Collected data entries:
☆ ☆ ☆ ☆ ☆
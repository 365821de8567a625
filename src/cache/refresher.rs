//! Background rebuild of logically-expired hot entries
//!
//! A single worker drains a bounded queue of shop ids, re-reads each shop
//! from the database and rewrites its cache envelope with a fresh logical
//! expiry. Readers never wait on this path: when the queue is full the
//! enqueue is dropped and the next reader gets another chance to schedule
//! the rebuild.

use chrono::Utc;
use redis::aio::ConnectionManager;
use sqlx::MySqlPool;
use tokio::sync::mpsc;

use crate::cache::keys;
use crate::cache::shop_cache::{CacheEnvelope, HOT_KEY_TTL};
use crate::cache::CacheResult;
use crate::store::shop_repo;

/// Pending rebuilds held at most; excess enqueues are dropped.
pub const REFRESH_QUEUE_CAPACITY: usize = 10;

/// Spawn the process-lifetime refresher worker and hand back its queue.
pub fn spawn_refresher(redis: ConnectionManager, pool: MySqlPool) -> mpsc::Sender<i64> {
    let (tx, mut rx) = mpsc::channel::<i64>(REFRESH_QUEUE_CAPACITY);

    tokio::spawn(async move {
        while let Some(id) = rx.recv().await {
            if let Err(e) = rebuild(&redis, &pool, id).await {
                log::warn!("hot-entry rebuild failed for shop {}: {}", id, e);
            }
        }
    });

    tx
}

/// Re-read one shop and rewrite its envelope with `expire_time = now + 10 s`.
///
/// The value is stored without a Redis TTL; expiry lives inside the payload.
async fn rebuild(redis: &ConnectionManager, pool: &MySqlPool, id: i64) -> CacheResult<()> {
    let shop = match shop_repo::query_by_id(pool, id).await? {
        Some(shop) => shop,
        None => {
            log::warn!("hot-entry rebuild skipped: shop {} no longer exists", id);
            return Ok(());
        }
    };

    let envelope = CacheEnvelope {
        data: shop,
        expire_time: Utc::now() + chrono::Duration::seconds(HOT_KEY_TTL.as_secs() as i64),
    };
    let payload = serde_json::to_string(&envelope)?;

    redis::cmd("SET")
        .arg(keys::shop_cache_key(id))
        .arg(payload)
        .query_async::<_, ()>(&mut redis.clone())
        .await?;

    Ok(())
}

#[cfg(test)]
mod tests {
    use super::*;

    #[tokio::test]
    async fn test_full_queue_drops_enqueue() {
        // A detached receiver keeps the channel open without draining it.
        let (tx, _rx) = mpsc::channel::<i64>(REFRESH_QUEUE_CAPACITY);

        for id in 0..REFRESH_QUEUE_CAPACITY as i64 {
            assert!(tx.try_send(id).is_ok());
        }

        // Capacity reached: the reader-side enqueue must fail, not block.
        assert!(tx.try_send(999).is_err());
    }
}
☆ ☆ ☆ ☆ ☆
• Instructions for the task:
Could you write out exactly the lines above, starting at the first one and ending with the line that has "inside the payload."?

• Problem solution:
repository 365821de8567a625
filename src/cache/refresher.rs
//! Background rebuild of logically-expired hot entries
//!
//! A single worker drains a bounded queue of shop ids, re-reads each shop
//! from the database and rewrites its cache envelope with a fresh logical
//! expiry. Readers never wait on this path: when the queue is full the
//! enqueue is dropped and the next reader gets another chance to schedule
//! the rebuild.

use chrono::Utc;
use redis::aio::ConnectionManager;
use sqlx::MySqlPool;
use tokio::sync::mpsc;

use crate::cache::keys;
use crate::cache::shop_cache::{CacheEnvelope, HOT_KEY_TTL};
use crate::cache::CacheResult;
use crate::store::shop_repo;

/// Pending rebuilds held at most; excess enqueues are dropped.
pub const REFRESH_QUEUE_CAPACITY: usize = 10;

/// Spawn the process-lifetime refresher worker and hand back its queue.
pub fn spawn_refresher(redis: ConnectionManager, pool: MySqlPool) -> mpsc::Sender<i64> {
    let (tx, mut rx) = mpsc::channel::<i64>(REFRESH_QUEUE_CAPACITY);

    tokio::spawn(async move {
        while let Some(id) = rx.recv().await {
            if let Err(e) = rebuild(&redis, &pool, id).await {
                log::warn!("hot-entry rebuild failed for shop {}: {}", id, e);
            }
        }
    });

    tx
}

/// Re-read one shop and rewrite its envelope with `expire_time = now + 10 s`.
///
/// The value is stored without a Redis TTL; expiry lives inside the payload.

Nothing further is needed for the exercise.